作者: Edison 时间: 2009-10-2 16:41

Predication（论断）是什么？分支预测？
voodoo12345 发表于 2009-10-2 16:30

Prediction（预测）和 Predication（论断）是两回事情，虽然有点相似。

http://en.wikipedia.org/wiki/Branch_predication

http://en.wikipedia.org/wiki/Branch_prediction

branch predication 的话，你是 branch 的两边都跑，当确定一个方向后（用 predication 算出一个"筛子"），就只拿这个方向的结果，另一方向的就抛弃掉。

branch prediction 就是猜测哪个方向会发生状况，然后就卯足劲跑这个方向，猜中了就中奖，猜不中就重新跑。

作者: iphone 时间: 2009-10-2 17:00
从这个Fermi100的推出可以看出NV今后的方向，他们走的这一步算是很激进的。如果保守的话他们是可以通过重点发展消费图形处理慢慢蚕食的。不过基于目前的状况来看这一步激进路线前途很坎坷。

作者: Edison 时间: 2009-10-2 17:26
这里是架构讨论区，着重讨论体系架构以及相关的技术讨论，所以如果是发表市场策略看法，请到下面的显卡区发表。

作者: voodoo12345 时间: 2009-10-2 19:23
问个关于C++的问题，这个GPU对C++的完全支持，是应用在开发者利用GPU编写C++代码提高开发效率呢？还是应用在用户执行C++程序时GPU提高程序运行效率呢？

作者: westlee 时间: 2009-10-2 20:45
提示: 作者被禁止或删除内容自动屏蔽

作者: Edison 时间: 2009-10-2 21:01

问个关于C++的问题，这个GPU对C++的完全支持，是应用在开发者利用GPU编写C++代码提高开发效率呢？

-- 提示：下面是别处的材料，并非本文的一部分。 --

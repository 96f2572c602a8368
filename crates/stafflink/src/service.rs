//! `IdentityCore` builder and wiring.
//!
//! This is the entry point for embedding Stafflink. It ties together all
//! the layers: stores → repository → session registry → engines.

use std::sync::Arc;

use stafflink_identity::{
    Account, AccountStateEngine, Argon2Hasher, AuthGateway, CredentialHasher, CredentialVerifier,
    Employee, EmploymentLinkManager, LinkedAccount, NewAccount, Repository,
};
use stafflink_session::{SessionInfo, SessionRegistry, SharedSessions, spawn_reaper};
use stafflink_store::{EntityStore, InMemoryStore};
use stafflink_types::{Clock, EmployeeId, Principal, SystemClock};
use tokio::task::JoinHandle;

use crate::{StafflinkConfig, StafflinkError};

/// Builder for configuring and starting an [`IdentityCore`].
///
/// # Example
///
/// ```rust,no_run
/// use stafflink::prelude::*;
///
/// # async fn run() -> Result<(), StafflinkError> {
/// let core = IdentityCore::builder()
///     .config(StafflinkConfig::from_json_str(r#"{ "reaper_interval_secs": 30 }"#)?)
///     .build()
///     .await?;
///
/// let ctx = core.gateway().login("alice", "s3cret-pw").await?;
/// println!("hello {}", ctx.principal());
/// # Ok(())
/// # }
/// ```
pub struct IdentityCoreBuilder {
    config: StafflinkConfig,
    clock: Arc<dyn Clock>,
}

impl IdentityCoreBuilder {
    /// Creates a new builder with default settings and system time.
    pub fn new() -> Self {
        Self {
            config: StafflinkConfig::default(),
            clock: Arc::new(SystemClock),
        }
    }

    /// Sets the configuration.
    pub fn config(mut self, config: StafflinkConfig) -> Self {
        self.config = config;
        self
    }

    /// Sets the time source for session timestamps and audit stamps.
    pub fn clock(mut self, clock: Arc<dyn Clock>) -> Self {
        self.clock = clock;
        self
    }

    /// Builds a core over in-memory stores with the Argon2id hasher
    /// configured by [`StafflinkConfig::credential`].
    pub async fn build(self) -> Result<IdentityCore, StafflinkError> {
        let accounts: Arc<InMemoryStore<Account>> =
            Arc::new(InMemoryStore::with_clock(self.clock.clone()));
        let employees: Arc<InMemoryStore<Employee>> =
            Arc::new(InMemoryStore::with_clock(self.clock.clone()));
        let hasher = Argon2Hasher::new(&self.config.credential)?;
        self.build_with(accounts, employees, hasher).await
    }

    /// Builds a core over host-provided stores and hasher.
    ///
    /// Spawns the session reaper on the current tokio runtime unless
    /// `reaper_interval_secs` is 0.
    pub async fn build_with<A, E, H>(
        self,
        accounts: Arc<A>,
        employees: Arc<E>,
        hasher: H,
    ) -> Result<IdentityCore<A, E, H>, StafflinkError>
    where
        A: EntityStore<Account>,
        E: EntityStore<Employee>,
        H: CredentialHasher,
    {
        let repo = Repository::new(accounts, employees);
        let verifier = CredentialVerifier::new(Arc::new(hasher));
        let sessions =
            SessionRegistry::with_clock(self.config.session.clone(), self.clock).into_shared();

        let reaper = self
            .config
            .reaper_interval()
            .map(|period| spawn_reaper(Arc::clone(&sessions), period));

        tracing::info!(
            idle_timeout_secs = self.config.session.idle_timeout_secs,
            reaper_interval_secs = self.config.reaper_interval_secs,
            "identity core ready"
        );

        Ok(IdentityCore {
            state: AccountStateEngine::new(repo.clone(), verifier.clone(), Arc::clone(&sessions)),
            links: EmploymentLinkManager::new(repo.clone(), Arc::clone(&sessions)),
            gateway: AuthGateway::new(repo.clone(), verifier.clone(), Arc::clone(&sessions)),
            repo,
            verifier,
            sessions,
            config: self.config,
            reaper,
        })
    }
}

impl Default for IdentityCoreBuilder {
    fn default() -> Self {
        Self::new()
    }
}

/// The assembled identity core.
///
/// Holds one repository and one session registry shared by the three
/// engines. The background reaper, if any, stops when the core is dropped.
pub struct IdentityCore<
    A = InMemoryStore<Account>,
    E = InMemoryStore<Employee>,
    H = Argon2Hasher,
> {
    repo: Repository<A, E>,
    verifier: CredentialVerifier<H>,
    sessions: SharedSessions,
    state: AccountStateEngine<A, E, H>,
    links: EmploymentLinkManager<A, E>,
    gateway: AuthGateway<A, E, H>,
    config: StafflinkConfig,
    reaper: Option<JoinHandle<()>>,
}

impl IdentityCore {
    /// Creates a new builder.
    pub fn builder() -> IdentityCoreBuilder {
        IdentityCoreBuilder::new()
    }
}

impl<A, E, H> IdentityCore<A, E, H>
where
    A: EntityStore<Account>,
    E: EntityStore<Employee>,
    H: CredentialHasher,
{
    pub fn state(&self) -> &AccountStateEngine<A, E, H> {
        &self.state
    }

    pub fn links(&self) -> &EmploymentLinkManager<A, E> {
        &self.links
    }

    pub fn gateway(&self) -> &AuthGateway<A, E, H> {
        &self.gateway
    }

    pub fn repository(&self) -> &Repository<A, E> {
        &self.repo
    }

    pub fn sessions(&self) -> &SharedSessions {
        &self.sessions
    }

    pub fn config(&self) -> &StafflinkConfig {
        &self.config
    }

    /// Hashes `password` and creates the account through the link
    /// manager, optionally linked to `employee`.
    pub async fn create_account(
        &self,
        actor: &Principal,
        draft: NewAccount,
        password: &str,
        employee: Option<EmployeeId>,
    ) -> Result<LinkedAccount, StafflinkError> {
        let digest = self.verifier.rehash_blocking(password).await?;
        Ok(self
            .links
            .create_account(actor, draft, digest, employee)
            .await?)
    }

    /// Number of live sessions for `username`.
    pub async fn count_active(&self, username: &str) -> usize {
        self.sessions.lock().await.count_active(username)
    }

    /// All sessions of `username`, oldest first.
    pub async fn list_sessions(&self, username: &str) -> Vec<SessionInfo> {
        self.sessions.lock().await.list_sessions(username)
    }

    /// Administrative cut-off of every session of `username`.
    pub async fn invalidate_all(&self, username: &str) -> usize {
        self.sessions.lock().await.invalidate_all(username)
    }
}

impl<A, E, H> Drop for IdentityCore<A, E, H> {
    fn drop(&mut self) {
        if let Some(reaper) = self.reaper.take() {
            reaper.abort();
        }
    }
}
//! Error types for field validation.

/// A value failed one of the shared field rules.
///
/// The HTTP layer validates requests before they reach the core, so these
/// errors mostly guard programmatic callers (bootstrap scripts, tests).
#[derive(Debug, Clone, PartialEq, Eq, thiserror::Error)]
pub enum ValidationError {
    /// Username length is outside the allowed range.
    #[error("username must be {min}-{max} characters, got {len}")]
    UsernameLength { len: usize, min: usize, max: usize },

    /// The email address is not well formed.
    #[error("invalid email address: {0}")]
    InvalidEmail(String),

    /// A role set must contain at least one role.
    #[error("role set must not be empty")]
    EmptyRoleSet,

    /// A role tag did not match any known role.
    #[error("unknown role: {0}")]
    UnknownRole(String),
}
//! Pass-through adapter over the account and employee stores.
//!
//! Turns "no such record" into typed [`IdentityError`] variants and adds
//! the lookups the engines need (by username, by email, substring search).
//! Persistence itself stays with the [`EntityStore`] implementations.

use std::sync::Arc;

use stafflink_store::EntityStore;
use stafflink_types::{AccountId, EmployeeId, Principal};

use crate::{Account, Employee, IdentityError};

/// Account and employee persistence, as the engines see it.
pub struct Repository<A, E> {
    accounts: Arc<A>,
    employees: Arc<E>,
}

impl<A, E> Clone for Repository<A, E> {
    fn clone(&self) -> Self {
        Self {
            accounts: Arc::clone(&self.accounts),
            employees: Arc::clone(&self.employees),
        }
    }
}

fn contains_ci(haystack: &str, needle_lower: &str) -> bool {
    haystack.to_lowercase().contains(needle_lower)
}

fn account_matches(account: &Account, needle_lower: &str) -> bool {
    contains_ci(account.username(), needle_lower) || contains_ci(account.email(), needle_lower)
}

fn employee_matches(employee: &Employee, needle_lower: &str) -> bool {
    contains_ci(&employee.full_name(), needle_lower)
        || employee
            .email
            .as_deref()
            .is_some_and(|email| contains_ci(email, needle_lower))
}

fn sort_accounts(mut accounts: Vec<Account>) -> Vec<Account> {
    accounts.sort_by(|a, b| a.username().cmp(b.username()));
    accounts
}

fn sort_employees(mut employees: Vec<Employee>) -> Vec<Employee> {
    employees.sort_by(|a, b| {
        (&a.last_name, &a.first_name).cmp(&(&b.last_name, &b.first_name))
    });
    employees
}

impl<A, E> Repository<A, E>
where
    A: EntityStore<Account>,
    E: EntityStore<Employee>,
{
    pub fn new(accounts: Arc<A>, employees: Arc<E>) -> Self {
        Self {
            accounts,
            employees,
        }
    }

    // =======================================================================
    // Accounts
    // =======================================================================

    pub async fn find_by_id(&self, id: AccountId) -> Result<Account, IdentityError> {
        self.accounts
            .find_by_id(id)
            .await?
            .ok_or(IdentityError::AccountNotFound(id))
    }

    /// Exact, case-sensitive username lookup.
    pub async fn find_by_username(&self, username: &str) -> Result<Account, IdentityError> {
        let wanted = username.to_owned();
        self.accounts
            .find_where(move |account| account.username() == wanted)
            .await?
            .into_iter()
            .next()
            .ok_or_else(|| IdentityError::UsernameNotFound(username.to_owned()))
    }

    /// Case-insensitive email lookup. `Ok(None)` when nobody uses it.
    pub async fn find_by_email(&self, email: &str) -> Result<Option<Account>, IdentityError> {
        let wanted = email.to_lowercase();
        Ok(self
            .accounts
            .find_where(move |account| account.email().to_lowercase() == wanted)
            .await?
            .into_iter()
            .next())
    }

    /// Accounts whose username or email contains `term`, ignoring case,
    /// sorted by username. An empty term matches everything.
    pub async fn search(&self, term: &str) -> Result<Vec<Account>, IdentityError> {
        let needle = term.to_lowercase();
        let found = self
            .accounts
            .find_where(move |account| account_matches(account, &needle))
            .await?;
        Ok(sort_accounts(found))
    }

    /// Like [`search`](Self::search), restricted to accounts without an
    /// employee link. Feeds the "pick an account for this employee" list.
    pub async fn search_unlinked_accounts(
        &self,
        term: &str,
    ) -> Result<Vec<Account>, IdentityError> {
        let needle = term.to_lowercase();
        let found = self
            .accounts
            .find_where(move |account| {
                account.employee_ref().is_none() && account_matches(account, &needle)
            })
            .await?;
        Ok(sort_accounts(found))
    }

    pub async fn save(
        &self,
        account: Account,
        actor: &Principal,
    ) -> Result<Account, IdentityError> {
        Ok(self.accounts.save(account, actor).await?)
    }

    pub async fn delete(&self, account: &Account) -> Result<(), IdentityError> {
        Ok(self.accounts.delete(account.id()).await?)
    }

    // =======================================================================
    // Employees
    // =======================================================================

    pub async fn find_employee(&self, id: EmployeeId) -> Result<Employee, IdentityError> {
        self.employees
            .find_by_id(id)
            .await?
            .ok_or(IdentityError::EmployeeNotFound(id))
    }

    /// Employees whose full name or email contains `term`, ignoring case,
    /// sorted by last then first name.
    pub async fn search_employees(&self, term: &str) -> Result<Vec<Employee>, IdentityError> {
        let needle = term.to_lowercase();
        let found = self
            .employees
            .find_where(move |employee| employee_matches(employee, &needle))
            .await?;
        Ok(sort_employees(found))
    }

    pub async fn search_unlinked_employees(
        &self,
        term: &str,
    ) -> Result<Vec<Employee>, IdentityError> {
        let needle = term.to_lowercase();
        let found = self
            .employees
            .find_where(move |employee| {
                employee.user_ref().is_none() && employee_matches(employee, &needle)
            })
            .await?;
        Ok(sort_employees(found))
    }

    pub async fn save_employee(
        &self,
        employee: Employee,
        actor: &Principal,
    ) -> Result<Employee, IdentityError> {
        Ok(self.employees.save(employee, actor).await?)
    }

    pub async fn delete_employee(&self, employee: &Employee) -> Result<(), IdentityError> {
        Ok(self.employees.delete(employee.id()).await?)
    }
}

还是应用在用户执行C++程序时GPU提高程序运行效率呢？
voodoo12345 发表于 2009-10-2 19:23

应该是需要 CUDA 的编译器编译为 PTX 2.0 代码，然后驱动编译为本机代码来执行。

例如，以前的 GPU 是没有 function 的，函式调用都是 inline 的，不是真正的函式。

Fermi 实现了这些特性的支持。

作者: 太虚公 时间: 2009-10-2 21:02
有中文资料没？

作者: Edison 时间: 2009-10-2 21:05

能否达到和晶体管数量相称的游戏性能增长？或者说，游戏性能增长相对晶体管性能增长，打了几折？
westlee 发表于 2009-10-2 20:45

目前还没有 gaming 方面更详细的资料看到，不过我想得看具体的游戏吧，当前的许多游戏都不能从 cache 获益，但是并不意味着那些采用了 gpu computing 的游戏不能因此而获益。

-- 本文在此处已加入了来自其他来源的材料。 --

//! Credential hashing seam and its Argon2id implementation.
//!
//! The identity core never stores or compares plaintext passwords
//! itself. It goes through two layers:
//!
//! - [`CredentialHasher`] — the external one-way primitive. Swappable;
//!   [`Argon2Hasher`] is the shipped implementation.
//! - [`CredentialVerifier`] — a thin, stateless adapter the engines use.
//!   It converts between plaintext and [`CredentialDigest`] and never
//!   logs or retains the plaintext.

use std::sync::Arc;

use argon2::password_hash::{PasswordHash, PasswordHasher, PasswordVerifier, SaltString};
use argon2::{Algorithm, Argon2, Params, Version};
use rand::Rng;
use serde::{Deserialize, Serialize};

use crate::CredentialDigest;

/// Random salt bytes per hash.
const SALT_LEN: usize = 16;

// ---------------------------------------------------------------------------
// Errors
// ---------------------------------------------------------------------------

/// Failures of the hashing primitive. A wrong password is *not* an error;
/// `verify` returns `Ok(false)` for it.
#[derive(Debug, Clone, PartialEq, Eq, thiserror::Error)]
pub enum CredentialError {
    /// The cost parameters were rejected by the algorithm.
    #[error("invalid hasher parameters: {0}")]
    InvalidParams(String),

    /// Hashing failed.
    #[error("credential hashing failed: {0}")]
    Hash(String),

    /// A stored digest could not be parsed.
    #[error("stored credential digest is malformed")]
    MalformedDigest,

    /// Verification failed for a reason other than a mismatch.
    #[error("credential verification failed: {0}")]
    Verify(String),
}

// ---------------------------------------------------------------------------
// CredentialConfig
// ---------------------------------------------------------------------------

/// Argon2id cost parameters.
#[derive(Debug, Clone, PartialEq, Eq, Serialize, Deserialize)]
#[serde(default)]
pub struct CredentialConfig {
    /// Memory cost in KiB.
    pub memory_kib: u32,
    /// Number of passes.
    pub iterations: u32,
    /// Degree of parallelism.
    pub parallelism: u32,
}

impl Default for CredentialConfig {
    fn default() -> Self {
        Self {
            memory_kib: Params::DEFAULT_M_COST,
            iterations: Params::DEFAULT_T_COST,
            parallelism: Params::DEFAULT_P_COST,
        }
    }
}

// ---------------------------------------------------------------------------
// CredentialHasher
// ---------------------------------------------------------------------------

/// A one-way credential hasher.
///
/// # Example
///
/// ```rust
/// use stafflink_identity::{CredentialError, CredentialHasher};
///
/// /// Reverses the password. Only for demonstrations. Never do this!
/// struct ReverseHasher;
///
/// impl CredentialHasher for ReverseHasher {
///     fn hash(&self, plaintext: &str) -> Result<String, CredentialError> {
///         Ok(plaintext.chars().rev().collect())
///     }
///
///     fn verify(&self, plaintext: &str, digest: &str) -> Result<bool, CredentialError> {
///         Ok(self.hash(plaintext)? == digest)
///     }
/// }
/// ```
pub trait CredentialHasher: Send + Sync + 'static {
    /// Hashes `plaintext` with a fresh salt, returning a self-describing
    /// digest string.
    fn hash(&self, plaintext: &str) -> Result<String, CredentialError>;

    /// Checks `plaintext` against a digest produced by [`hash`](Self::hash).
    fn verify(&self, plaintext: &str, digest: &str) -> Result<bool, CredentialError>;
}

/// Argon2id hasher producing PHC strings (`$argon2id$v=19$m=...`).
#[derive(Debug, Clone, Default)]
pub struct Argon2Hasher {
    params: Params,
}

impl Argon2Hasher {
    /// # Errors
    /// [`CredentialError::InvalidParams`] if the costs are out of range
    /// (e.g. memory below 8 KiB per lane).
    pub fn new(config: &CredentialConfig) -> Result<Self, CredentialError> {
        let params = Params::new(
            config.memory_kib,
            config.iterations,
            config.parallelism,
            None,
        )
        .map_err(|e| CredentialError::InvalidParams(e.to_string()))?;
        Ok(Self { params })
    }

    fn argon2(&self) -> Argon2<'static> {
        Argon2::new(Algorithm::Argon2id, Version::V0x13, self.params.clone())
    }
}

impl CredentialHasher for Argon2Hasher {
    fn hash(&self, plaintext: &str) -> Result<String, CredentialError> {
        let salt_bytes: [u8; SALT_LEN] = rand::rng().random();
        let salt = SaltString::encode_b64(&salt_bytes)
            .map_err(|e| CredentialError::Hash(e.to_string()))?;

        self.argon2()
            .hash_password(plaintext.as_bytes(), &salt)
            .map(|phc| phc.to_string())
            .map_err(|e| CredentialError::Hash(e.to_string()))
    }

    fn verify(&self, plaintext: &str, digest: &str) -> Result<bool, CredentialError> {
        let parsed =
            PasswordHash::new(digest).map_err(|_| CredentialError::MalformedDigest)?;

        // The digest carries its own cost parameters; a digest created
        // under older settings still verifies.
        match self.argon2().verify_password(plaintext.as_bytes(), &parsed) {
            Ok(()) => Ok(true),
            Err(argon2::password_hash::Error::Password) => Ok(false),
            Err(e) => Err(CredentialError::Verify(e.to_string())),
        }
    }
}

// ---------------------------------------------------------------------------
// CredentialVerifier
// ---------------------------------------------------------------------------

/// Adapter the engines use to reach the hasher.
pub struct CredentialVerifier<H> {
    hasher: Arc<H>,
}

impl<H> Clone for CredentialVerifier<H> {
    fn clone(&self) -> Self {
        Self {
            hasher: Arc::clone(&self.hasher),
        }
    }
}

impl<H: CredentialHasher> CredentialVerifier<H> {
    pub fn new(hasher: Arc<H>) -> Self {
        Self { hasher }
    }

    /// Checks a plaintext password against a stored digest.
    pub fn verify(
        &self,
        plaintext: &str,
        digest: &CredentialDigest,
    ) -> Result<bool, CredentialError> {
        self.hasher.verify(plaintext, digest.as_str())
    }

    /// Produces a new digest (fresh salt) for a plaintext password.
    pub fn rehash(&self, plaintext: &str) -> Result<CredentialDigest, CredentialError> {
        self.hasher.hash(plaintext).map(CredentialDigest::new)
    }

    /// [`verify`](Self::verify) on tokio's blocking pool. Argon2 is
    /// deliberately slow and must not stall an async worker.
    pub async fn verify_blocking(
        &self,
        plaintext: &str,
        digest: &CredentialDigest,
    ) -> Result<bool, CredentialError> {
        let this = self.clone();
        let plaintext = plaintext.to_owned();
        let digest = digest.clone();
        tokio::task::spawn_blocking(move || this.verify(&plaintext, &digest))
            .await
            .map_err(|e| CredentialError::Verify(e.to_string()))?
    }

    /// [`rehash`](Self::rehash) on tokio's blocking pool.
    pub async fn rehash_blocking(
        &self,
        plaintext: &str,
    ) -> Result<CredentialDigest, CredentialError> {
        let this = self.clone();
        let plaintext = plaintext.to_owned();
        tokio::task::spawn_blocking(move || this.rehash(&plaintext))
            .await
            .map_err(|e| CredentialError::Hash(e.to_string()))?
    }
}
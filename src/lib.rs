// EJ Dashboard - Core Library
// Shared by the terminal dashboard, the CLI and the web server

pub mod config;
pub mod dataset;
pub mod demographics;
pub mod risk;
pub mod chart;
pub mod dashboard;

#[cfg(feature = "server")]
pub mod api;

// Re-export commonly used types
pub use config::{AppConfig, init_logging};
pub use dataset::{Dataset, DatasetError, Row, CountyInfo, load_csv, load_csv_from_reader};
pub use demographics::{Demographic, DemographicCounts, Composition, aggregate};
pub use risk::{RiskBucket, UnknownBucket, filter_rows};
pub use chart::{StackedBar, Segment, Annotation, shape};
pub use dashboard::{Selection, SelectionError, DashboardView, ChartPanel, LegendEntry, render};

/// Library version
pub const VERSION: &str = env!("CARGO_PKG_VERSION");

作者: Prescott 时间: 2009-10-2 22:13
本帖最后由 Prescott 于 2009-10-3 00:20 编辑

真正的亮点就是
1. 大幅增加DP单元
2. 统一地址空间
3. ECC
可以说完全是针对GPGPU的。

对于3D图形渲染性能的改进就是double SM的SIMD宽度到16，这个带来的渲染性能提高还有待检验。肯定是不到一倍的，我估计乐观一点在60-80%之间。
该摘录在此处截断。